Tantangan Cahaya Moral

Oleh: M Sunyoto

Di tengah arus deras informasi, pers bisa menjadi cahaya moral untuk membangun optimisme, itulah pernyataan metaforik Presiden Joko Widodo dalam perayaan Hari Pers Nasional 2016.

Ada dua variabel yang dikorelasikan di sana. Variabel moralitas dan optimisme. Dalam diskursus filsafati, dua variabel itu memang begitu dekat. Nilai-nilai yang dijunjung tinggi oleh peradaban manusia, yang ditegakkan lewat beragam aksi representasi dari hati nurani akan memberikan ruang untuk berpengharapan, untuk memancarkan optimisme.

Pada mulanya, fungsi pers cukup simpel sebagai medium pekabaran. Setelah memasuki dinamika kehidupan yang semakin komplek, pers diberi tanggung jawab tambahan, di samping menginformasikan, juga mendidik dan menghibur .

Kemudian dalam percaturan relasi kebangsaan, para pemimpin nasional menajamkan tujuan dari kerja jurnalisme, yakni menjadi suluh, pedoman, kompas bagi perjalanan bangsa. Tentu misi itu kadang tak terwujud karena perbenturan kepentingan kuasa dan modal yang membingkai denyut kehidupannya. Para penguasa otoriter mengkooptasi pers untuk kepentingan melanggengkan kuasa mereka.

Dalam sejarah pers di Tanah Air, rezim Orde Baru dengan tanpa malu-malu, meminjam istilah peneliti pers Daniel Dhakidae, memamerkan pornografi politik. Pornografi politik adalah frasa sinonim untuk pemberangusan terhadap pers yang mengancam eksistensi sang rezim.

Kini, rezim otoritar telah lewat. Pers bebas mengkritik dan kendala dalam bentuk pembredelan lenyap sama sekali. Namun, misi pers untuk menjadi cahaya moral tak seratus persen bebas hambatan.

Kendalanya justru di dalam diri tubuh pers itu sendiri. Di sini godaan untuk sintas dalam persaingan membuat sejumlah insan pers memilih mengabdi pada modal. Cerita soal ini berlimpah.

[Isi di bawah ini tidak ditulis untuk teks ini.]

//! Configuration system

use std::path::{Path, PathBuf};

pub use serde::{Serialize, Deserialize};

/// Configuration trait
pub trait Config: Serialize + for<'de> Deserialize<'de> + Default {
    /// Load configuration from file
    fn load_from_file<P: AsRef<Path>>(path: P) -> Result<Self, ConfigError> {
        let path = path.as_ref();
        let contents = std::fs::read_to_string(path)
            .map_err(ConfigError::Io)?;

        // Try different formats
        match extension(path) {
            Some("toml") => toml::from_str(&contents).map_err(|e| ConfigError::Parse(e.to_string())),
            Some("ron") => ron::from_str(&contents).map_err(|e| ConfigError::Parse(e.to_string())),
            _ => Err(ConfigError::UnsupportedFormat(path.display().to_string())),
        }
    }

    /// Save configuration to file
    fn save_to_file<P: AsRef<Path>>(&self, path: P) -> Result<(), ConfigError> {
        let path = path.as_ref();
        let contents = match extension(path) {
            Some("toml") => toml::to_string_pretty(self).map_err(|e| ConfigError::Serialize(e.to_string()))?,
            Some("ron") => ron::ser::to_string_pretty(self, ron::ser::PrettyConfig::default())
                .map_err(|e| ConfigError::Serialize(e.to_string()))?,
            _ => return Err(ConfigError::UnsupportedFormat(path.display().to_string())),
        };

        std::fs::write(path, contents).map_err(ConfigError::Io)
    }
}

fn extension(path: &Path) -> Option<&str> {
    path.extension().and_then(|ext| ext.to_str())
}

/// Configuration errors
#[derive(thiserror::Error, Debug)]
pub enum ConfigError {
    /// IO error
    #[error("IO error: {0}")]
    Io(#[from] std::io::Error),

    /// Parse error
    #[error("Parse error: {0}")]
    Parse(String),

    /// Serialization error
    #[error("Serialization error: {0}")]
    Serialize(String),

    /// Unsupported format
    #[error("Unsupported format: {0}")]
    UnsupportedFormat(String),
}

/// Top-level bridge configuration
#[derive(Debug, Clone, PartialEq, Serialize, Deserialize)]
#[serde(default)]
pub struct UiConfig {
    /// Display size written into the IO state before the first frame
    pub display_size: [f32; 2],
    /// Load the GUI library's built-in font when `fonts` is empty
    pub load_default_font: bool,
    /// Shared texture atlas limits
    pub atlas: AtlasConfig,
    /// TrueType fonts loaded at startup, in order
    pub fonts: Vec<FontConfig>,
}

impl Default for UiConfig {
    fn default() -> Self {
        Self {
            display_size: [1920.0, 1080.0],
            load_default_font: true,
            atlas: AtlasConfig::default(),
            fonts: Vec::new(),
        }
    }
}

impl Config for UiConfig {}

/// Atlas sizing limits
#[derive(Debug, Clone, Copy, PartialEq, Eq, Serialize, Deserialize)]
#[serde(default)]
pub struct AtlasConfig {
    /// Smallest side length of a freshly created canvas
    pub initial_size: u32,
    /// Largest side length the canvas may grow to
    pub max_dimension: u32,
}

impl Default for AtlasConfig {
    fn default() -> Self {
        Self {
            initial_size: 256,
            max_dimension: 8192,
        }
    }
}

/// A TrueType font to load at startup
#[derive(Debug, Clone, PartialEq, Serialize, Deserialize)]
pub struct FontConfig {
    /// Path to the `.ttf` file
    pub path: PathBuf,
    /// Pixel size
    pub size: f32,
}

Salah satunya adalah sebuah perusahaan media massa membiarkan dirinya dikendalikan oleh pemodal dalam menjalankan tugas jurnalistik.

Para pengusaha pun beramai-ramai mengakuisisi perusahaan pers yang kekurangan darah finansial. Di sini pers jelas tak mmpu menjelmakan dirinya menjadi cahaya moral bagi kepentingan publik.

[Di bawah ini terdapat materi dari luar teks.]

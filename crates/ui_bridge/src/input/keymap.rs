//! Host key <-> GUI key table

use std::collections::HashMap;
use std::sync::OnceLock;

use super::Key;
use crate::gui::GuiKey;

const PAIRS: [(Key, GuiKey); GuiKey::COUNT] = [
    (Key::Tab, GuiKey::Tab),
    (Key::Left, GuiKey::LeftArrow),
    (Key::Right, GuiKey::RightArrow),
    (Key::Up, GuiKey::UpArrow),
    (Key::Down, GuiKey::DownArrow),
    (Key::PageUp, GuiKey::PageUp),
    (Key::PageDown, GuiKey::PageDown),
    (Key::Home, GuiKey::Home),
    (Key::End, GuiKey::End),
    (Key::Insert, GuiKey::Insert),
    (Key::Delete, GuiKey::Delete),
    (Key::Backspace, GuiKey::Backspace),
    (Key::Space, GuiKey::Space),
    (Key::Enter, GuiKey::Enter),
    (Key::Escape, GuiKey::Escape),
    (Key::KpEnter, GuiKey::KeypadEnter),
    (Key::A, GuiKey::A),
    (Key::C, GuiKey::C),
    (Key::V, GuiKey::V),
    (Key::X, GuiKey::X),
    (Key::Y, GuiKey::Y),
    (Key::Z, GuiKey::Z),
];

/// Bidirectional key table, built on first use and shared afterwards.
///
/// Host keys without a GUI counterpart are never pushed into the IO state.
#[derive(Debug)]
pub struct KeyMap {
    to_gui: HashMap<Key, GuiKey>,
    to_host: HashMap<GuiKey, Key>,
}

impl KeyMap {
    /// The process-wide table
    pub fn get() -> &'static Self {
        static MAP: OnceLock<KeyMap> = OnceLock::new();
        MAP.get_or_init(|| Self {
            to_gui: PAIRS.iter().copied().collect(),
            to_host: PAIRS.iter().map(|&(host, gui)| (gui, host)).collect(),
        })
    }

    /// GUI key for a host key
    pub fn to_gui(&self, key: Key) -> Option<GuiKey> {
        self.to_gui.get(&key).copied()
    }

    /// Host key for a GUI key
    pub fn to_host(&self, key: GuiKey) -> Option<Key> {
        self.to_host.get(&key).copied()
    }

    /// Every mapped pair
    pub fn pairs(&self) -> impl Iterator<Item = (Key, GuiKey)> {
        PAIRS.into_iter()
    }
}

Yang lebih menyedihkan, pers yang tak punya pemodal besar menggantungkan hidupnya pada berita-berita sensasional yang disebarkan untuk meraih pembaca dan iklan sebanyak mungkin. Di sini prinsip-prinsip jurnalisme paling dasar dikesampingkan.

Presiden Joko Widodo memngingatkan kembali awak pers untuk tidak memberitakan atau menayangkan siaran semata-mata demi meraih audiens sebanyak-banyaknya, demi target peringkat program.

Spirit Nasionalisme

Dalam konteks kehidupan pers yang bebas inilah, menurut Presiden, diperlukan spirit nasionalisme dari insan pers. Perlu ada ruang dalam lembaga penyiaran untuk menayangkan lagu-lagu nasional.

Tampaknya, ada satu hal prinsipil yang terlewatkan oleh Presiden dalam memperbincangkan misi pers di perayaan Hari Pers Nasional itu. Poin prinsip itu adalah keniscayaan pers untuk mewujudkan keadilan, yang semakin hari semakin tergerus oleh pergulatan antarkepentingan. Para awak pers yang menjalankan fungsi pers demi memuliakan keadilan tampaknya penting sekaligus genting.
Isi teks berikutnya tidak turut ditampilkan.